[Your instructions]: Go through the material below and state how many lines include "match", giving the number only.

[Supplied data]:
//! Minimal HTTP/1.1 server for integration tests: serves fixed bodies,
//! redirects and bare statuses by exact request target, and records each request.

use std::collections::HashMap;
use std::io::{Read, Write};
use std::net::{TcpListener, TcpStream};
use std::sync::{Arc, Mutex};
use std::thread;

#[derive(Debug, Clone)]
pub enum Route {
    /// 200 with the given body.
    Body(Vec<u8>),
    /// 302 to another path on the same server.
    Redirect(String),
    /// Arbitrary status with an empty body.
    Status(u16),
}

#[derive(Debug, Clone)]
pub struct RecordedRequest {
    pub target: String,
    pub authorization: Option<String>,
}

pub struct ArtifactServer {
    /// e.g. "http://127.0.0.1:12345" (no trailing slash).
    pub base_url: String,
    routes: Arc<Mutex<HashMap<String, Route>>>,
    requests: Arc<Mutex<Vec<RecordedRequest>>>,
}

impl ArtifactServer {
    /// Adds or replaces the route for `target`.
    pub fn route(&self, target: String, route: Route) {
        self.routes.lock().unwrap().insert(target, route);
    }

    pub fn requests(&self) -> Vec<RecordedRequest> {
        self.requests.lock().unwrap().clone()
    }

    pub fn targets(&self) -> Vec<String> {
        self.requests().into_iter().map(|r| r.target).collect()
    }
}

/// Starts a server in a background thread. Routes are keyed by request target
/// (path plus query). The server runs until the process exits.
pub fn start(routes: Vec<(String, Route)>) -> ArtifactServer {
    let listener = TcpListener::bind("127.0.0.1:0").expect("bind");
    let port = listener.local_addr().unwrap().port();
    let base_url = format!("http://127.0.0.1:{}", port);
    let routes: Arc<Mutex<HashMap<String, Route>>> =
        Arc::new(Mutex::new(routes.into_iter().collect()));
    let requests = Arc::new(Mutex::new(Vec::new()));
    {
        let base_url = base_url.clone();
        let routes = Arc::clone(&routes);
        let requests = Arc::clone(&requests);
        thread::spawn(move || {
            for stream in listener.incoming().flatten() {
                let routes = Arc::clone(&routes);
                let requests = Arc::clone(&requests);
                let base_url = base_url.clone();
                thread::spawn(move || handle(stream, &routes, &requests, &base_url));
            }
        });
    }
    ArtifactServer {
        base_url,
        routes,
        requests,
    }
}

fn handle(
    mut stream: TcpStream,
    routes: &Mutex<HashMap<String, Route>>,
    requests: &Mutex<Vec<RecordedRequest>>,
    base_url: &str,
) {
    let _ = stream.set_read_timeout(Some(std::time::Duration::from_secs(2)));
    let _ = stream.set_write_timeout(Some(std::time::Duration::from_secs(2)));
    let mut buf = [0u8; 8192];
    let n = match stream.read(&mut buf) {
        Ok(0) | Err(_) => return,
        Ok(n) => n,
    };
    let request = match std::str::from_utf8(&buf[..n]) {
        Ok(s) => s,
        Err(_) => return,
    };
    let recorded = parse_request(request);
    let target = recorded.target.clone();
    requests.lock().unwrap().push(recorded);

    let route = routes.lock().unwrap().get(&target).cloned();
    let (status, extra, body): (&str, String, &[u8]) = match &route {
        Some(Route::Body(body)) => ("200 OK", String::new(), body.as_slice()),
        Some(Route::Redirect(path)) => (
            "302 Found",
            format!("Location: {}{}\r\n", base_url, path),
            &b""[..],
        ),
        Some(Route::Status(code)) => {
            let _ = write!(
                stream,
                "HTTP/1.1 {} Status\r\nContent-Length: 0\r\nConnection: close\r\n\r\n",
                code
            );
            return;
        }
        None => ("404 Not Found", String::new(), &b"{\"message\":\"Not Found\"}"[..]),
    };
    let head = format!(
        "HTTP/1.1 {}\r\nContent-Length: {}\r\nConnection: close\r\n{}\r\n",
        status,
        body.len(),
        extra
    );
    let _ = stream.write_all(head.as_bytes());
    let _ = stream.write_all(body);
}

fn parse_request(request: &str) -> RecordedRequest {
    let mut lines = request.lines();
    let target = lines
        .next()
        .and_then(|line| line.split_whitespace().nth(1))
        .unwrap_or("")
        .to_string();
    let mut authorization = None;
    for line in lines {
        let line = line.trim();
        if line.is_empty() {
            break;
        }
        if let Some((name, value)) = line.split_once(':') {
            if name.trim().eq_ignore_ascii_case("authorization") {
                authorization = Some(value.trim().to_string());
            }
        }
    }
    RecordedRequest {
        target,
        authorization,
    }
}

[Written response]: 3